Author of The Mother Gene, 2023 Sarton Winner: Contemporary Fiction
Lynne Bryant says living two vastly different lives influenced her when writing The Mother Gene. One of those lives was as a heterosexual, Southern Baptist, conservative, married mother; the second was as a lesbian, liberal, non-Christian mother by donor insemination.
Those two lives provide a lot of life experience to draw from, says the author, who now lives with her wife in Manitou Springs, Colorado, along with their three pups, while their three children and one granddaughter are scattered about the country. Lynne’s book is a story of mothers and daughters set against the backdrop of a not-so-distant dark time in American history, when powerful forces sought to control who should have children.
Lynne was born and raised in New Hope, Mississippi, where her maternal grandparents farmed cotton and her mother was one of their fifteen children. “I grew up during the era of the Civil Rights Movement and came of age during the volatile integration of Mississippi’s schools,” she recounts.
After completing a nursing degree from Mississippi University for Women, the author returned to school to earn a master’s degree from Ole Miss and began a career in nursing education.
“But there came a time when that community no longer fit, and I made the decision to leave. Always craving learning, I continued my education and entered a doctoral program at the University of Texas, Austin, where I lived for nine years. After moving to Colorado Springs, I finally finished my PhD in Nursing at the University of Colorado in 1999.”
Lynn says leaving the South opened her mind and heart to the world beyond her narrow upbringing.
“And once I began to see the world with new eyes, I could not unsee. Trying to make sense of the parts of my identity forged in the South inspired me to write fiction.” This was strengthened, she says, when a member of her dissertation committee told her that her work read like a story. “This was not a compliment. I revised the dissertation to make it more academic, but what I realized a short time later was, I’d rather write stories than write about nursing,” recalls Lynne
The Mother Gene is her third book. The first was Catfish Alley, which she says developed out of her troubled relationship with Mississippi and racism. “Wealthy, middle class, or poor—if you grew up in Mississippi, you grew up with segregation. Yes, our schools were integrated in the early seventies, not because the Mississippi general public thought it was a good idea, but because the Federal government said it was time.”

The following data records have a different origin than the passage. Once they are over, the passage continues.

// Copyright (c) 2025 Fabstir
// SPDX-License-Identifier: BUSL-1.1
//! Per-URL keyword assignments loaded from a CSV table

pub mod table;

pub use table::{KeywordAssignment, KeywordTable, KeywordTableError};
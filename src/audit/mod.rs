// Copyright (c) 2025 Fabstir
// SPDX-License-Identifier: BUSL-1.1
//! Page audit aggregation
//!
//! `SeoAuditor` fetches each URL once, resolves its language and merges the
//! output of every rule into an `AuditReport` keyed by metric name.

pub mod config;
pub mod language;
pub mod service;
pub mod types;

pub use config::AuditConfig;
pub use language::{detect_language, language_name, resolve_language, DEFAULT_LANGUAGE};
pub use service::SeoAuditor;
pub use types::{AuditReport, KeywordScope, Metric, MetricRecord, UrlAudit, LANGUAGE_KEY, NO_ISSUE};
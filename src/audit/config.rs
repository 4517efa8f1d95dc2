// Copyright (c) 2025 Fabstir
// SPDX-License-Identifier: BUSL-1.1
//! Configuration for the audit pipeline

use std::env;
use std::time::Duration;

use crate::content::FetchConfig;
use crate::oracle::OracleConfig;

/// Top-level audit configuration
#[derive(Debug, Clone)]
pub struct AuditConfig {
    pub fetch: FetchConfig,
    pub oracle: OracleConfig,
    /// URLs audited at the same time (default: 4)
    pub max_concurrent_urls: usize,
    /// Budget for fetch plus evaluation of one URL in seconds (default: 120)
    pub url_timeout_secs: u64,
}

impl AuditConfig {
    /// Load configuration from environment variables
    pub fn from_env() -> Self {
        let defaults = Self::default();
        Self {
            fetch: FetchConfig::from_env(),
            oracle: OracleConfig::from_env(),
            max_concurrent_urls: env::var("SEO_AUDIT_MAX_CONCURRENT_URLS")
                .ok()
                .and_then(|v| v.parse().ok())
                .unwrap_or(defaults.max_concurrent_urls),
            url_timeout_secs: env::var("SEO_AUDIT_URL_TIMEOUT_SECS")
                .ok()
                .and_then(|v| v.parse().ok())
                .unwrap_or(defaults.url_timeout_secs),
        }
    }

    /// Validate the configuration and its sections
    pub fn validate(&self) -> Result<(), String> {
        self.fetch.validate()?;
        self.oracle.validate()?;
        if self.max_concurrent_urls == 0 {
            return Err("max_concurrent_urls must be at least 1".to_string());
        }
        if self.url_timeout_secs == 0 {
            return Err("url_timeout_secs must be at least 1".to_string());
        }
        Ok(())
    }

    pub fn url_timeout(&self) -> Duration {
        Duration::from_secs(self.url_timeout_secs)
    }
}

impl Default for AuditConfig {
    fn default() -> Self {
        Self {
            fetch: FetchConfig::default(),
            oracle: OracleConfig::default(),
            max_concurrent_urls: 4,
            url_timeout_secs: 120,
        }
    }
}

Her second book, Alligator Lake, deals with the subject of passing. “I’d read stories about people who thought of themselves one way for their entire lives, then ordered a DNA test and suddenly realized they were not who they thought they were… I even ordered my own DNA profile, and, unlike my character Miriam in The Mother Gene, my profile did not hold any surprises—an amalgam of mostly English, Welsh, Scottish, and Irish heritage,” Lynne says.
Another inspiration for The Mother Gene, she says, was the 1927 Buck versus Bell Supreme Court decision, which allowed compulsory sterilization of the “unfit” in Virginia. “I was also fascinated by the mountain midwives, who rode on horseback into the hollows to provide healthcare for women and children. Then there were the contemporary issues Appalachians still faced: poverty, lack of access to healthcare, and the ever-present threat of opioids. Out of this rich historical context, I imagined women of three different generations navigating their own reproductive years,” she says.
“An important theme in all my work is what it means to be a mother. Mothering as a verb, not a sanctified place in society. Choices, in particular women’s choices around mothering, including the choice not to have children, is a huge emphasis for me.”
Lynne says she feels incredibly honored to have won the Sarton Award, especially since May Sarton is one of her writing heroes, and that to have her work recognized affirms her as a writer.